Happy St. Patrick’s Day! For those of us of Irish descent (and those who pretend to be Irish, if just for today), I thought it would be appropriate to spend some time considering environmental initiatives in Ireland. Here are a few examples of green activities on the Emerald Isle:
- Wind Power: According to Sustainable Energy Ireland, “wind energy provides electricity to the equivalent of 40 million European citizens, and wind farms in Ireland supply enough clean green power to support over 146,000 users.” Their web site provides an interactive map of existing wind farms in Ireland (as of April 2007). A recent post on the Green Tech Blog (“Ireland: Where Wind Power is King” by Michael Kanellos) discusses the great potential for further wind farm development on the island, both on and offshore.
- Cultivate Living and Learning Centre: The Cultivate Centre in Dublin serves as a hub for environmental activities and ideas. Their web site provides a green map of Dublin; environmental workshop listing; a directory of schools, businesses and other organizations in Ireland that are teaching or training and have principles of sustainability rooted in their mission and strategies; information on energy issues and climate change; and a host of other resources. The themes addressed in their educational programs include green building, permaculture and organic gardening, renewable energy, energy conservation, and rethinking urban design and planning.

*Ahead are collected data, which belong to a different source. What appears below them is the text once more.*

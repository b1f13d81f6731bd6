//! The two-click wire routing tool.

use crate::connection::{WireColor, WireConnection};
use crate::path::find_path;
use machinery_core::catalog::Catalog;
use machinery_core::fixed::Fixed64;
use machinery_core::geometry::GridPosition;
use machinery_core::id::{ComponentId, WireId};
use machinery_core::mode::{Mode, ModeListener};
use machinery_spatial::{CellGrid, ComponentStore, Placeability, WireType, port_at};
use serde::{Deserialize, Serialize};
use slotmap::SlotMap;
use std::collections::HashMap;
use tracing::{debug, warn};

// ---------------------------------------------------------------------------
// Configuration
// ---------------------------------------------------------------------------

#[derive(Debug, Clone, PartialEq, Serialize, Deserialize)]
#[serde(default)]
pub struct WireRouterConfig {
    /// Type laid by new wires until changed with [`WireRouter::set_wire_type`].
    pub wire_type: WireType,
    pub color: WireColor,
    /// Resistance seeded into each new connection.
    pub default_resistance: Fixed64,
    pub max_current: Fixed64,
    pub max_resistance: Fixed64,
}

impl Default for WireRouterConfig {
    fn default() -> Self {
        Self {
            wire_type: WireType::AC,
            color: WireColor::default(),
            default_resistance: Fixed64::from_num(1),
            max_current: Fixed64::from_num(10),
            max_resistance: Fixed64::from_num(5),
        }
    }
}

// ---------------------------------------------------------------------------
// State and outcomes
// ---------------------------------------------------------------------------

#[derive(Debug, Clone, Copy, PartialEq, Eq, Default)]
pub enum RouteState {
    #[default]
    Idle,
    /// One endpoint chosen; `pointer` is the last previewed cell.
    Pending {
        start: GridPosition,
        pointer: GridPosition,
    },
}

/// Why a click did not start or complete a route. Never a fault.
#[derive(Debug, Clone, PartialEq, Eq, thiserror::Error)]
pub enum RouteError {
    #[error("cell {0} is not a port of the active wire type")]
    NotAPort(GridPosition),
    #[error("no route from {start} to {end}")]
    NoPath {
        start: GridPosition,
        end: GridPosition,
    },
    #[error("endpoint {0} no longer hosts a component")]
    EndpointMissing(GridPosition),
}

/// Result of a click while wiring.
#[derive(Debug, Clone, PartialEq, Eq)]
pub enum RouteOutcome {
    /// Nothing changed.
    Ignored(RouteError),
    /// First endpoint chosen.
    Started(GridPosition),
    /// A connection was committed.
    Completed(WireId),
    /// The pending route was dropped without touching the grid.
    Cancelled(RouteError),
}

/// What the router reads and, on finalize, writes.
pub struct RouteContext<'a> {
    pub grid: &'a mut CellGrid,
    pub components: &'a ComponentStore,
    pub catalog: &'a Catalog,
}

// ---------------------------------------------------------------------------
// WireRouter
// ---------------------------------------------------------------------------

/// Idle -> Pending on a first port click, back to Idle on finalize or cancel.
///
/// The grid is only written when a route finalizes: every non-component
/// path cell gets the wire tag and the new [`WireId`], and every path cell
/// is indexed for reverse lookup.
#[derive(Debug, Default)]
pub struct WireRouter {
    config: WireRouterConfig,
    state: RouteState,
    connections: SlotMap<WireId, WireConnection>,
    by_cell: HashMap<GridPosition, WireId>,
}

impl WireRouter {
    pub fn new(config: WireRouterConfig) -> Self {
        Self {
            config,
            ..Self::default()
        }
    }

    pub fn config(&self) -> &WireRouterConfig {
        &self.config
    }

    pub fn state(&self) -> RouteState {
        self.state
    }

    pub fn is_pending(&self) -> bool {
        matches!(self.state, RouteState::Pending { .. })
    }

    pub fn wire_type(&self) -> WireType {
        self.config.wire_type
    }

    /// Type of wires laid from now on. A pending route keeps going.
    pub fn set_wire_type(&mut self, kind: WireType) {
        self.config.wire_type = kind;
    }

    pub fn set_wire_color(&mut self, color: WireColor) {
        self.config.color = color;
    }

    // -- Clicks --

    /// Whether `cell` is a port of the active wire type on a placed component.
    pub fn is_port(
        &self,
        grid: &CellGrid,
        components: &ComponentStore,
        catalog: &Catalog,
        cell: GridPosition,
    ) -> bool {
        let Some(port_type) = self.config.wire_type.port_type() else {
            return false;
        };
        let Some(c) = grid.try_cell(cell) else {
            return false;
        };
        if c.placeability == Placeability::Blocked {
            return false;
        }
        let Some(placed) = c.component.and_then(|id| components.get(id)) else {
            return false;
        };
        catalog
            .get(placed.def)
            .and_then(|def| port_at(def, placed.anchor, placed.rotation, cell, port_type))
            .is_some()
    }

    /// Handle a left click on `cell`.
    pub fn handle_click(&mut self, ctx: RouteContext<'_>, cell: GridPosition) -> RouteOutcome {
        if !self.is_port(ctx.grid, ctx.components, ctx.catalog, cell) {
            return RouteOutcome::Ignored(RouteError::NotAPort(cell));
        }
        match self.state {
            RouteState::Idle => {
                self.state = RouteState::Pending {
                    start: cell,
                    pointer: cell,
                };
                debug!(start = %cell, "route started");
                RouteOutcome::Started(cell)
            }
            RouteState::Pending { start, .. } => match self.finalize(ctx, start, cell) {
                Ok(id) => {
                    self.state = RouteState::Idle;
                    RouteOutcome::Completed(id)
                }
                Err(e) => {
                    self.cancel_preview();
                    RouteOutcome::Cancelled(e)
                }
            },
        }
    }

    fn finalize(
        &mut self,
        ctx: RouteContext<'_>,
        start: GridPosition,
        end: GridPosition,
    ) -> Result<WireId, RouteError> {
        // The grid may have changed since the first click.
        let start_component = ctx.grid.try_cell(start).and_then(|c| c.component);
        let end_component = ctx.grid.try_cell(end).and_then(|c| c.component);
        let (Some(start_component), Some(end_component)) = (start_component, end_component) else {
            let missing = if start_component.is_none() { start } else { end };
            warn!(cell = %missing, "route endpoint vanished before finalize");
            return Err(RouteError::EndpointMissing(missing));
        };
        if !self.is_port(ctx.grid, ctx.components, ctx.catalog, start) {
            warn!(cell = %start, "route start is no longer a port");
            return Err(RouteError::NotAPort(start));
        }

        let path = find_path(ctx.grid, start, end);
        if path.is_empty() {
            debug!(%start, %end, "no route");
            return Err(RouteError::NoPath { start, end });
        }

        let mut connection = WireConnection {
            wire_type: self.config.wire_type,
            color: self.config.color,
            start_component,
            end_component,
            start_cell: start,
            end_cell: end,
            path,
            resistance: self.config.default_resistance,
            current: Fixed64::ZERO,
            voltage: Fixed64::ZERO,
            damaged: false,
        };
        connection.evaluate_damage(self.config.max_current, self.config.max_resistance);

        let kind = connection.wire_type;
        let id = self.connections.insert(connection);
        let path = &self.connections[id].path;
        for &pos in path {
            // Component cells, endpoints included, never take a wire tag.
            if let Ok(cell) = ctx.grid.cell_mut(pos)
                && !cell.has_component()
            {
                cell.set_wire(kind, id);
            }
            self.by_cell.insert(pos, id);
        }
        debug!(?id, %start, %end, cells = path.len(), "route finalized");
        Ok(id)
    }

    // -- Preview --

    /// Track the pointer while a route is pending. No-op when idle.
    pub fn update_preview(&mut self, pointer: GridPosition) {
        if let RouteState::Pending { start, .. } = self.state {
            self.state = RouteState::Pending { start, pointer };
        }
    }

    /// `(start, pointer)` of the pending route.
    pub fn preview(&self) -> Option<(GridPosition, GridPosition)> {
        match self.state {
            RouteState::Idle => None,
            RouteState::Pending { start, pointer } => Some((start, pointer)),
        }
    }

    /// The path the pending route would take to the pointer cell right now.
    pub fn preview_path(&self, grid: &CellGrid) -> Vec<GridPosition> {
        self.preview()
            .map(|(start, pointer)| find_path(grid, start, pointer))
            .unwrap_or_default()
    }

    /// Drop any pending route. Never writes to the grid.
    pub fn cancel_preview(&mut self) {
        if let RouteState::Pending { start, .. } = self.state {
            debug!(%start, "route cancelled");
        }
        self.state = RouteState::Idle;
    }

    // -- Registry --

    pub fn connection(&self, id: WireId) -> Option<&WireConnection> {
        self.connections.get(id)
    }

    pub fn connection_mut(&mut self, id: WireId) -> Option<&mut WireConnection> {
        self.connections.get_mut(id)
    }

    /// The connection indexed at `cell`, including endpoint cells.
    pub fn connection_at(&self, cell: GridPosition) -> Option<(WireId, &WireConnection)> {
        let id = *self.by_cell.get(&cell)?;
        self.connections.get(id).map(|c| (id, c))
    }

    pub fn connections(&self) -> impl Iterator<Item = (WireId, &WireConnection)> {
        self.connections.iter()
    }

    pub fn connection_count(&self) -> usize {
        self.connections.len()
    }

    /// Re-run damage evaluation on every connection with the configured limits.
    pub fn evaluate_damage(&mut self) -> usize {
        let (max_i, max_r) = (self.config.max_current, self.config.max_resistance);
        self.connections
            .values_mut()
            .map(|c| c.evaluate_damage(max_i, max_r))
            .filter(|&damaged| damaged)
            .count()
    }

    /// Remove a connection, clearing its wire cells and index entries. Cells
    /// shared with another connection are handed over to it.
    pub fn remove_connection(&mut self, grid: &mut CellGrid, id: WireId) -> Option<WireConnection> {
        let removed = self.connections.remove(id)?;
        for &pos in &removed.path {
            let survivor = self
                .connections
                .iter()
                .find(|(_, c)| c.path.contains(&pos))
                .map(|(other, c)| (other, c.wire_type));

            if self.by_cell.get(&pos) == Some(&id) {
                match survivor {
                    Some((other, _)) => self.by_cell.insert(pos, other),
                    None => self.by_cell.remove(&pos),
                };
            }
            if let Ok(cell) = grid.cell_mut(pos)
                && cell.wire_id() == Some(id)
            {
                match survivor {
                    Some((other, kind)) => cell.set_wire(kind, other),
                    None => cell.clear_wire(),
                }
            }
        }
        debug!(?id, cells = removed.path.len(), "connection removed");
        Some(removed)
    }

    /// Remove every connection with `component` as an endpoint.
    pub fn remove_connections_touching(
        &mut self,
        grid: &mut CellGrid,
        component: ComponentId,
    ) -> Vec<WireConnection> {
        let ids: Vec<WireId> = self
            .connections
            .iter()
            .filter(|(_, c)| c.touches(component))
            .map(|(id, _)| id)
            .collect();
        ids.into_iter()
            .filter_map(|id| self.remove_connection(grid, id))
            .collect()
    }
}

impl ModeListener for WireRouter {
    fn on_enter_mode(&mut self, _mode: Mode) {}

    fn on_exit_mode(&mut self, mode: Mode) {
        if mode == Mode::WirePlacement {
            self.cancel_preview();
        }
    }
}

- Cleaner Greener Production Programme (CGPP): This program of Ireland’s Environmental Protection Agency encourages Irish business and industry to produce goods and services in more environmentally friendly ways. That agency defines “Cleaner Greener Production” as “the application of integrated preventive environmental strategies to processes, products and services to increase overall efficiency and reduce risks to humans and the environment, for example: (1) Production processes: conserving raw materials and energy, eliminating toxic raw materials and reducing the quantity and toxicity of all emissions and wastes (2) Products: reducing negative impacts along the life cycle of a product, from raw materials extraction to its ultimate disposal (3) Services: encouraging and supporting the development of higher environmental performance in the service sector, by incorporating environmental concerns into designing and delivering services.”